=== Begin Enclosure ===
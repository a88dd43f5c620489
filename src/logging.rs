// src/logging.rs
//! stderr 向けのログ初期化

use std::io::IsTerminal;

use tracing_subscriber::EnvFilter;

/// `-v` の回数からフィルタ指定を決める
#[must_use]
pub fn level_directive(verbosity: u8) -> &'static str {
    match verbosity {
        0 => "warn",
        1 => "info",
        2 => "debug",
        _ => "trace",
    }
}

/// Installs the global subscriber. Logs go to stderr only.
///
/// Returns `false` when a subscriber was already installed.
pub fn init(verbosity: u8) -> bool {
    tracing_subscriber::fmt()
        .with_env_filter(EnvFilter::new(level_directive(verbosity)))
        .with_writer(std::io::stderr)
        .with_ansi(std::io::stderr().is_terminal())
        .with_target(false)
        .try_init()
        .is_ok()
}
=== End Enclosure ===
- Your task: Retype nothing except the lines from the line holding "filename src/logging.rs" through the last line of the entries, both included.

- Answer section:
filename src/logging.rs
// src/logging.rs
//! stderr 向けのログ初期化

use std::io::IsTerminal;

use tracing_subscriber::EnvFilter;

/// `-v` の回数からフィルタ指定を決める
#[must_use]
pub fn level_directive(verbosity: u8) -> &'static str {
    match verbosity {
        0 => "warn",
        1 => "info",
        2 => "debug",
        _ => "trace",
    }
}

/// Installs the global subscriber. Logs go to stderr only.
///
/// Returns `false` when a subscriber was already installed.
pub fn init(verbosity: u8) -> bool {
    tracing_subscriber::fmt()
        .with_env_filter(EnvFilter::new(level_directive(verbosity)))
        .with_writer(std::io::stderr)
        .with_ansi(std::io::stderr().is_terminal())
        .with_target(false)
        .try_init()
        .is_ok()
}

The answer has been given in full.